Description of the task —
All of the entries must be duplicated exactly.

(Stored data)

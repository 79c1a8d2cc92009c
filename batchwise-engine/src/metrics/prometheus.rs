//! Prometheus metrics for the batch engine
//!
//! Metrics live in a process-wide registry under the `batchwise` namespace.
//! They are updated regardless of registration; registration only makes them
//! visible to [`encode_metrics`].

use lazy_static::lazy_static;
use prometheus::{
    CounterVec, Gauge, GaugeVec, HistogramOpts, HistogramVec, Opts, Registry, TextEncoder,
};

lazy_static! {
    /// Global Prometheus registry for batchwise metrics
    pub static ref REGISTRY: Registry = Registry::new();

    // ============== Batch Metrics ==============

    /// Executed batches by request type and outcome (success, partial, parse_error, execution_error)
    pub static ref BATCHES_TOTAL: CounterVec = CounterVec::new(
        Opts::new("batches_total", "Total number of executed batches")
            .namespace("batchwise"),
        &["request_type", "outcome"]
    ).expect("metric can be created");

    /// Batch size histogram by request type
    pub static ref BATCH_SIZE: HistogramVec = HistogramVec::new(
        HistogramOpts::new("batch_size", "Number of requests per executed batch")
            .namespace("batchwise")
            .buckets(vec![1.0, 2.0, 3.0, 5.0, 8.0, 10.0, 15.0, 25.0, 50.0]),
        &["request_type"]
    ).expect("metric can be created");

    /// External call duration by request type
    pub static ref BATCH_DURATION_SECONDS: HistogramVec = HistogramVec::new(
        HistogramOpts::new("batch_duration_seconds", "Duration of the external call per batch")
            .namespace("batchwise")
            .buckets(vec![0.1, 0.25, 0.5, 1.0, 2.5, 5.0, 10.0, 30.0, 60.0]),
        &["request_type"]
    ).expect("metric can be created");

    /// Batches currently executing or waiting for a permit
    pub static ref IN_FLIGHT_BATCHES: Gauge = Gauge::with_opts(
        Opts::new("in_flight_batches", "Number of batches cut but not yet resolved")
            .namespace("batchwise")
    ).expect("metric can be created");

    // ============== Request Metrics ==============

    /// Resolved requests by request type and terminal status
    pub static ref REQUESTS_TOTAL: CounterVec = CounterVec::new(
        Opts::new("requests_total", "Total number of resolved requests")
            .namespace("batchwise"),
        &["request_type", "status"]
    ).expect("metric can be created");

    /// Queued requests by request type
    pub static ref QUEUE_DEPTH: GaugeVec = GaugeVec::new(
        Opts::new("queue_depth", "Requests waiting to be batched")
            .namespace("batchwise"),
        &["request_type"]
    ).expect("metric can be created");

    // ============== Cost Metrics ==============

    /// Reported cost of executed batches
    pub static ref COST_TOTAL: CounterVec = CounterVec::new(
        Opts::new("cost_total", "Total reported inference cost")
            .namespace("batchwise"),
        &["request_type"]
    ).expect("metric can be created");

    /// Estimated savings versus individual calls
    pub static ref SAVINGS_TOTAL: CounterVec = CounterVec::new(
        Opts::new("savings_total", "Estimated cost saved by batching")
            .namespace("batchwise"),
        &["request_type"]
    ).expect("metric can be created");
}

/// Register all metrics with the global registry.
/// Fails with `AlreadyReg` when called twice.
pub fn register_metrics() -> prometheus::Result<()> {
    REGISTRY.register(Box::new(BATCHES_TOTAL.clone()))?;
    REGISTRY.register(Box::new(BATCH_SIZE.clone()))?;
    REGISTRY.register(Box::new(BATCH_DURATION_SECONDS.clone()))?;
    REGISTRY.register(Box::new(IN_FLIGHT_BATCHES.clone()))?;
    REGISTRY.register(Box::new(REQUESTS_TOTAL.clone()))?;
    REGISTRY.register(Box::new(QUEUE_DEPTH.clone()))?;
    REGISTRY.register(Box::new(COST_TOTAL.clone()))?;
    REGISTRY.register(Box::new(SAVINGS_TOTAL.clone()))?;
    Ok(())
}

/// Encode all metrics to Prometheus text format.
pub fn encode_metrics() -> String {
    let encoder = TextEncoder::new();
    let metric_families = REGISTRY.gather();
    encoder
        .encode_to_string(&metric_families)
        .unwrap_or_else(|e| format!("# Error encoding metrics: {}", e))
}

/// Record one executed batch.
pub fn record_batch(request_type: &str, outcome: &str, size: usize, duration_secs: f64) {
    BATCHES_TOTAL.with_label_values(&[request_type, outcome]).inc();
    BATCH_SIZE.with_label_values(&[request_type]).observe(size as f64);
    BATCH_DURATION_SECONDS.with_label_values(&[request_type]).observe(duration_secs);
}

/// Record resolved requests of one status.
pub fn record_requests(request_type: &str, status: &str, count: usize) {
    if count > 0 {
        REQUESTS_TOTAL.with_label_values(&[request_type, status]).inc_by(count as f64);
    }
}

/// Record cost and estimated savings of a batch.
pub fn record_cost(request_type: &str, cost: f64, savings: f64) {
    if cost > 0.0 {
        COST_TOTAL.with_label_values(&[request_type]).inc_by(cost);
    }
    if savings > 0.0 {
        SAVINGS_TOTAL.with_label_values(&[request_type]).inc_by(savings);
    }
}

/// Update the queue depth gauge for a type.
pub fn set_queue_depth(request_type: &str, depth: usize) {
    QUEUE_DEPTH.with_label_values(&[request_type]).set(depth as f64);
}

pub fn inc_in_flight() {
    IN_FLIGHT_BATCHES.inc();
}

pub fn dec_in_flight() {
    IN_FLIGHT_BATCHES.dec();
}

Answer section —
repository 79c1a8d2cc92009c
filename batchwise-engine/src/metrics/prometheus.rs
//! Prometheus metrics for the batch engine
//!
//! Metrics live in a process-wide registry under the `batchwise` namespace.
//! They are updated regardless of registration; registration only makes them
//! visible to [`encode_metrics`].

use lazy_static::lazy_static;
use prometheus::{
    CounterVec, Gauge, GaugeVec, HistogramOpts, HistogramVec, Opts, Registry, TextEncoder,
};

lazy_static! {
    /// Global Prometheus registry for batchwise metrics
    pub static ref REGISTRY: Registry = Registry::new();

    // ============== Batch Metrics ==============

    /// Executed batches by request type and outcome (success, partial, parse_error, execution_error)
    pub static ref BATCHES_TOTAL: CounterVec = CounterVec::new(
        Opts::new("batches_total", "Total number of executed batches")
            .namespace("batchwise"),
        &["request_type", "outcome"]
    ).expect("metric can be created");

    /// Batch size histogram by request type
    pub static ref BATCH_SIZE: HistogramVec = HistogramVec::new(
        HistogramOpts::new("batch_size", "Number of requests per executed batch")
            .namespace("batchwise")
            .buckets(vec![1.0, 2.0, 3.0, 5.0, 8.0, 10.0, 15.0, 25.0, 50.0]),
        &["request_type"]
    ).expect("metric can be created");

    /// External call duration by request type
    pub static ref BATCH_DURATION_SECONDS: HistogramVec = HistogramVec::new(
        HistogramOpts::new("batch_duration_seconds", "Duration of the external call per batch")
            .namespace("batchwise")
            .buckets(vec![0.1, 0.25, 0.5, 1.0, 2.5, 5.0, 10.0, 30.0, 60.0]),
        &["request_type"]
    ).expect("metric can be created");

    /// Batches currently executing or waiting for a permit
    pub static ref IN_FLIGHT_BATCHES: Gauge = Gauge::with_opts(
        Opts::new("in_flight_batches", "Number of batches cut but not yet resolved")
            .namespace("batchwise")
    ).expect("metric can be created");

    // ============== Request Metrics ==============

    /// Resolved requests by request type and terminal status
    pub static ref REQUESTS_TOTAL: CounterVec = CounterVec::new(
        Opts::new("requests_total", "Total number of resolved requests")
            .namespace("batchwise"),
        &["request_type", "status"]
    ).expect("metric can be created");

    /// Queued requests by request type
    pub static ref QUEUE_DEPTH: GaugeVec = GaugeVec::new(
        Opts::new("queue_depth", "Requests waiting to be batched")
            .namespace("batchwise"),
        &["request_type"]
    ).expect("metric can be created");

    // ============== Cost Metrics ==============

    /// Reported cost of executed batches
    pub static ref COST_TOTAL: CounterVec = CounterVec::new(
        Opts::new("cost_total", "Total reported inference cost")
            .namespace("batchwise"),
        &["request_type"]
    ).expect("metric can be created");

    /// Estimated savings versus individual calls
    pub static ref SAVINGS_TOTAL: CounterVec = CounterVec::new(
        Opts::new("savings_total", "Estimated cost saved by batching")
            .namespace("batchwise"),
        &["request_type"]
    ).expect("metric can be created");
}

/// Register all metrics with the global registry.
/// Fails with `AlreadyReg` when called twice.
pub fn register_metrics() -> prometheus::Result<()> {
    REGISTRY.register(Box::new(BATCHES_TOTAL.clone()))?;
    REGISTRY.register(Box::new(BATCH_SIZE.clone()))?;
    REGISTRY.register(Box::new(BATCH_DURATION_SECONDS.clone()))?;
    REGISTRY.register(Box::new(IN_FLIGHT_BATCHES.clone()))?;
    REGISTRY.register(Box::new(REQUESTS_TOTAL.clone()))?;
    REGISTRY.register(Box::new(QUEUE_DEPTH.clone()))?;
    REGISTRY.register(Box::new(COST_TOTAL.clone()))?;
    REGISTRY.register(Box::new(SAVINGS_TOTAL.clone()))?;
    Ok(())
}

/// Encode all metrics to Prometheus text format.
pub fn encode_metrics() -> String {
    let encoder = TextEncoder::new();
    let metric_families = REGISTRY.gather();
    encoder
        .encode_to_string(&metric_families)
        .unwrap_or_else(|e| format!("# Error encoding metrics: {}", e))
}

/// Record one executed batch.
pub fn record_batch(request_type: &str, outcome: &str, size: usize, duration_secs: f64) {
    BATCHES_TOTAL.with_label_values(&[request_type, outcome]).inc();
    BATCH_SIZE.with_label_values(&[request_type]).observe(size as f64);
    BATCH_DURATION_SECONDS.with_label_values(&[request_type]).observe(duration_secs);
}

/// Record resolved requests of one status.
pub fn record_requests(request_type: &str, status: &str, count: usize) {
    if count > 0 {
        REQUESTS_TOTAL.with_label_values(&[request_type, status]).inc_by(count as f64);
    }
}

/// Record cost and estimated savings of a batch.
pub fn record_cost(request_type: &str, cost: f64, savings: f64) {
    if cost > 0.0 {
        COST_TOTAL.with_label_values(&[request_type]).inc_by(cost);
    }
    if savings > 0.0 {
        SAVINGS_TOTAL.with_label_values(&[request_type]).inc_by(savings);
    }
}

/// Update the queue depth gauge for a type.
pub fn set_queue_depth(request_type: &str, depth: usize) {
    QUEUE_DEPTH.with_label_values(&[request_type]).set(depth as f64);
}

pub fn inc_in_flight() {
    IN_FLIGHT_BATCHES.inc();
}

pub fn dec_in_flight() {
    IN_FLIGHT_BATCHES.dec();
}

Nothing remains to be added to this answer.